I'm pretty sure this isn't true either.

Let's just blame Disney management and not the guests. We're more likely to be correct that way.
 

HauntedPirate

Park nostalgist
Premium Member
Nope. They would have free reign with what they have to update. Certain AAs are already upgraded with compliance.

The real issue is the cost of updating the infrastructure. Like Energy it's been flogged to death. Then there's the cost of running it. After 28 years they've decided they can't afford it.

I know I'm not the only person who finds it disgusting that Disney believes upkeep and maintenance of an existing attraction, like GMR, to be "too expensive", but has no problem shelling out several hundred million to replace it. They also can't: fix the Yeti; build a new nighttime parade; Rehab HM. But they can spend billions on MM+, SWL, a kiddie coaster for TSL...
 

Kman101

Well-Known Member
I know I'm not the only person who finds it disgusting that Disney believes upkeep and maintenance of an existing attraction, like GMR, to be "too expensive", but has no problem shelling out several hundred million to replace it. They also can't: fix the Yeti; build a new nighttime parade; Rehab HM. But they can spend billions on MM+, SWL, a kiddie coaster for TSL...

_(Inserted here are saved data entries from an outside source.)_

/// Compare configured attributes with the attribute catalogue (EAV mode only)
pub fn diff_attributes(
    entity_type: &EntityType,
    registered: &[AttributeMetadata],
    strategy: SyncStrategy,
) -> Vec<SchemaDifference> {
    if entity_type.is_flat() {
        return Vec::new();
    }

    let code = entity_type.code.as_str();
    let mut differences = Vec::new();

    for attribute in entity_type.attributes() {
        match registered.iter().find(|m| m.attribute_code == attribute.code) {
            None => differences.push(
                SchemaDifference::new(
                    code,
                    DifferenceType::MissingAttribute,
                    Severity::Warning,
                    Action::Add,
                    ATTRIBUTE_TABLE,
                    format!("Attribute '{}' is not registered", attribute.code),
                )
                .attribute(&attribute.code)
                .values(Some(attribute.backend_type.to_string()), None),
            ),
            Some(metadata) if metadata.backend_type != attribute.backend_type => differences.push(
                SchemaDifference::new(
                    code,
                    DifferenceType::AttributeTypeMismatch,
                    Severity::Critical,
                    Action::Modify,
                    ATTRIBUTE_TABLE,
                    format!(
                        "Attribute '{}' is stored as {} but configured as {}; its values must be migrated",
                        attribute.code, metadata.backend_type, attribute.backend_type
                    ),
                )
                .attribute(&attribute.code)
                .values(
                    Some(attribute.backend_type.to_string()),
                    Some(metadata.backend_type.to_string()),
                ),
            ),
            Some(_) => {}
        }
    }

    let configured: HashSet<&str> = entity_type
        .attributes()
        .iter()
        .map(|attribute| attribute.code.as_str())
        .collect();
    for metadata in registered {
        if !configured.contains(metadata.attribute_code.as_str()) {
            differences.push(
                SchemaDifference::new(
                    code,
                    DifferenceType::ExtraAttribute,
                    removal_severity(strategy),
                    Action::Remove,
                    ATTRIBUTE_TABLE,
                    format!(
                        "Attribute '{}' is registered but no longer configured",
                        metadata.attribute_code
                    ),
                )
                .attribute(&metadata.attribute_code)
                .values(None, Some(metadata.backend_type.to_string())),
            );
        }
    }

    differences
}

/// Sum of severity weights, capped at 100
pub fn risk_score(differences: &[SchemaDifference]) -> u8 {
    let total: u32 = differences.iter().map(|d| d.severity.weight()).sum();
    total.min(100) as u8
}

#[derive(Debug, Clone, Copy, PartialEq, Eq, PartialOrd, Ord, Serialize, Deserialize)]
#[serde(rename_all = "lowercase")]
pub enum RiskLevel {
    Safe,
    Low,
    Medium,
    High,
    Dangerous,
}

impl RiskLevel {
    pub fn from_score(score: u8) -> Self {
        match score {
            0..=20 => RiskLevel::Safe,
            21..=40 => RiskLevel::Low,
            41..=70 => RiskLevel::Medium,
            71..=90 => RiskLevel::High,
            _ => RiskLevel::Dangerous,
        }
    }

    pub fn as_str(&self) -> &'static str {
        match self {
            RiskLevel::Safe => "safe",
            RiskLevel::Low => "low",
            RiskLevel::Medium => "medium",
            RiskLevel::High => "high",
            RiskLevel::Dangerous => "dangerous",
        }
    }
}

#[derive(Debug, Clone, Copy, PartialEq, Eq, Serialize, Deserialize)]
#[serde(rename_all = "snake_case")]
pub enum ReportStatus {
    InSync,
    NeedsAttention,
    Critical,
}

impl ReportStatus {
    pub fn evaluate(differences: &[SchemaDifference], score: u8) -> Self {
        if differences.is_empty() {
            ReportStatus::InSync
        } else if score <= 70 {
            ReportStatus::NeedsAttention
        } else {
            ReportStatus::Critical
        }
    }

    pub fn as_str(&self) -> &'static str {
        match self {
            ReportStatus::InSync => "in_sync",
            ReportStatus::NeedsAttention => "needs_attention",
            ReportStatus::Critical => "critical",
        }
    }
}

/// Result of one analysis run; read-only once built
#[derive(Debug, Clone, PartialEq, Serialize, Deserialize)]
pub struct SchemaAnalysisReport {
    pub entity_type_code: String,
    pub strategy: SyncStrategy,
    pub differences: Vec<SchemaDifference>,
    pub risk_score: u8,
    pub risk_level: RiskLevel,
    pub status: ReportStatus,
    pub recommendations: Vec<String>,
    pub analyzed_at: DateTime<Utc>,
}

impl SchemaAnalysisReport {
    /// Score, level and status are derived from `differences`
    pub fn new(
        entity_type_code: &str,
        strategy: SyncStrategy,
        differences: Vec<SchemaDifference>,
        recommendations: Vec<String>,
        analyzed_at: DateTime<Utc>,
    ) -> Self {
        let risk_score = risk_score(&differences);
        Self {
            entity_type_code: entity_type_code.to_string(),
            strategy,
            status: ReportStatus::evaluate(&differences, risk_score),
            risk_level: RiskLevel::from_score(risk_score),
            risk_score,
            differences,
            recommendations,
            analyzed_at,
        }
    }

    pub fn is_in_sync(&self) -> bool {
        self.differences.is_empty()
    }

    pub fn has_critical(&self) -> bool {
        self.differences
            .iter()
            .any(|d| d.severity == Severity::Critical)
    }

    pub fn has_destructive(&self) -> bool {
        self.differences.iter().any(SchemaDifference::is_destructive)
    }

    pub fn requires_backup(&self) -> bool {
        self.differences.iter().any(SchemaDifference::requires_backup)
    }

    pub fn count(&self, difference_type: DifferenceType) -> usize {
        self.differences
            .iter()
            .filter(|d| d.difference_type == difference_type)
            .count()
    }
}

impl fmt::Display for SchemaAnalysisReport {
    fn fmt(&self, f: &mut fmt::Formatter<'_>) -> fmt::Result {
        writeln!(f, "Entity type:  {}", self.entity_type_code)?;
        writeln!(f, "Strategy:     {}", self.strategy)?;
        writeln!(f, "Status:       {}", self.status.as_str())?;
        writeln!(
            f,
            "Risk:         {} ({})",
            self.risk_score,
            self.risk_level.as_str()
        )?;
        writeln!(f, "Analyzed at:  {}", self.analyzed_at.to_rfc3339())?;

        if self.differences.is_empty() {
            writeln!(f, "Differences:  none")?;
        } else {
            writeln!(f, "Differences:")?;
            for difference in &self.differences {
                writeln!(
                    f,
                    "  - [{}/{}] {}: {}",
                    difference.severity.as_str(),
                    difference.action.as_str(),
                    difference.difference_type,
                    difference.description
                )?;
            }
        }

        if !self.recommendations.is_empty() {
            writeln!(f, "Recommendations:")?;
            for recommendation in &self.recommendations {
                writeln!(f, "  - {}", recommendation)?;
            }
        }
        Ok(())
    }
}

#[cfg(test)]
mod tests {
    use super::*;
    use crate::entity::types::{Attribute, BackendType, StorageMode};
    use crate::schema::types::Index;
    use pretty_assertions::assert_eq;
    use rstest::rstest;

    fn table(name: &str, columns: &[(&str, &str)]) -> Table {
        let mut table = Table::new(name);
        for (column, data_type) in columns {
            table.add_column(Column::new(column, data_type));
        }
        table
    }

    fn schema(tables: Vec<Table>) -> DatabaseSchema {
        let mut schema = DatabaseSchema::new(None);
        for table in tables {
            schema.add_table(table);
        }
        schema
    }

    fn difference(severity: Severity) -> SchemaDifference {
        SchemaDifference::new(
            "customer",
            DifferenceType::MissingColumn,
            severity,
            Action::Add,
            "customer_entity",
            String::new(),
        )
    }

    #[rstest]
    #[case(0, RiskLevel::Safe)]
    #[case(20, RiskLevel::Safe)]
    #[case(21, RiskLevel::Low)]
    #[case(40, RiskLevel::Low)]
    #[case(41, RiskLevel::Medium)]
    #[case(70, RiskLevel::Medium)]
    #[case(71, RiskLevel::High)]
    #[case(90, RiskLevel::High)]
    #[case(91, RiskLevel::Dangerous)]
    #[case(100, RiskLevel::Dangerous)]
    fn risk_levels_are_boundary_exact(#[case] score: u8, #[case] level: RiskLevel) {
        assert_eq!(RiskLevel::from_score(score), level);
    }

    #[test]
    fn risk_score_weights_severities_and_caps() {
        let mixed = vec![
            difference(Severity::Critical),
            difference(Severity::Warning),
            difference(Severity::Info),
        ];
        assert_eq!(risk_score(&mixed), 37);

        let many = vec![difference(Severity::Critical); 5];
        assert_eq!(risk_score(&many), 100);
        assert_eq!(risk_score(&[]), 0);
    }

    #[test]
    fn status_follows_score() {
        assert_eq!(ReportStatus::evaluate(&[], 0), ReportStatus::InSync);
        let one = vec![difference(Severity::Info)];
        assert_eq!(ReportStatus::evaluate(&one, 70), ReportStatus::NeedsAttention);
        assert_eq!(ReportStatus::evaluate(&one, 71), ReportStatus::Critical);
    }

    #[test]
    fn columns_are_compared_after_canonicalization() {
        let desired = schema(vec![table(
            "customer_entity",
            &[("id", "bigint"), ("email", "varchar(255)"), ("is_verified", "bigint")],
        )]);
        let actual = schema(vec![table(
            "customer_entity",
            &[("id", "INTEGER"), ("email", "character varying(255)"), ("legacy", "text")],
        )]);

        let differences = diff_schemas("customer", &desired, &actual, SyncStrategy::Additive);
        let kinds: Vec<_> = differences
            .iter()
            .map(|d| (d.difference_type, d.severity, d.action))
            .collect();

        assert_eq!(
            kinds,
            vec![
                (DifferenceType::MissingColumn, Severity::Critical, Action::Add),
                (DifferenceType::ExtraColumn, Severity::Info, Action::Remove),
            ]
        );
        assert_eq!(differences[0].column.as_deref(), Some("is_verified"));
    }

    #[test]
    fn removals_are_warnings_under_full_strategy() {
        let desired = schema(vec![table("customer_entity", &[("id", "bigint")])]);
        let mut extra = table("customer_entity_archive", &[("id", "bigint")]);
        extra.add_index(Index::new("ix_customer_entity_archive_id", &["id"]));
        let actual = schema(vec![extra]);

        let differences = diff_schemas("customer", &desired, &actual, SyncStrategy::Full);

        assert_eq!(differences[0].difference_type, DifferenceType::MissingTable);
        assert_eq!(differences[1].difference_type, DifferenceType::ExtraTable);
        assert_eq!(differences[1].severity, Severity::Warning);
        assert!(differences.iter().all(|d| !d.is_destructive() || d.severity >= Severity::Warning));
    }

    #[test]
    fn index_definitions_are_compared() {
        let mut desired = table("customer_entity", &[("email", "varchar(255)")]);
        desired.add_index(Index::unique("uq_customer_entity_email", &["email"]));
        let mut actual = desired.clone();
        actual.indexes = vec![Index::new("uq_customer_entity_email", &["email"])];

        let differences =
            diff_schemas("customer", &schema(vec![desired]), &schema(vec![actual]), SyncStrategy::Additive);

        assert_eq!(differences.len(), 1);
        assert_eq!(differences[0].difference_type, DifferenceType::IndexMismatch);
        assert_eq!(differences[0].actual.as_deref(), Some("(email)"));
    }

    #[test]
    fn attribute_catalogue_drift_is_reported() {
        let entity_type = EntityType::new(
            "customer",
            "Customer",
            "customer_entity",
            StorageMode::Eav,
            vec![
                Attribute::new("email", BackendType::Varchar),
                Attribute::new("age", BackendType::Int),
                Attribute::new("bio", BackendType::Text),
            ],
        );
        let registered = |id: i64, code: &str, backend_type: BackendType| AttributeMetadata {
            id,
            entity_type_code: "customer".to_string(),
            attribute_code: code.to_string(),
            backend_type,
            label: code.to_string(),
        };
        let catalogue = vec![
            registered(1, "email", BackendType::Varchar),
            registered(2, "age", BackendType::Varchar),
            registered(3, "nickname", BackendType::Varchar),
        ];

        let differences = diff_attributes(&entity_type, &catalogue, SyncStrategy::Additive);
        let kinds: Vec<_> = differences
            .iter()
            .map(|d| (d.difference_type, d.attribute.clone().unwrap()))
            .collect();

        assert_eq!(
            kinds,
            vec![
                (DifferenceType::AttributeTypeMismatch, "age".to_string()),
                (DifferenceType::MissingAttribute, "bio".to_string()),
                (DifferenceType::ExtraAttribute, "nickname".to_string()),
            ]
        );
        assert_eq!(differences[0].severity, Severity::Critical);
    }
}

Agreed. But the nitpick I have is that slinky isn't really a kiddie coaster it seems but amazing what they can spend on and then not spend money on
 

sedati

Well-Known Member
Not to blame the millenmials, but it does seem like a real lack of creative vision these days...

With the exception of Universe of Energy which gave us a slow moving theater through dioramas and films, every ride built for Epcot Center was either an omni-mover or boat slowly moving past dioramas and filmed segments. The themes were different, but the execution was blandly similar. Surely there were other ways to edutain us. I was sad to see recently that one of the early space pavilions included... a slow omni-mover through dioramas. Before Body Wars came to be, the plan was... a slow moving omnimover.

I hate trying to reduce things to such a simplistic form, but it seems the lens everything is currently viewed through. So can we say the omnimover was even more of a crutch than screenz are today?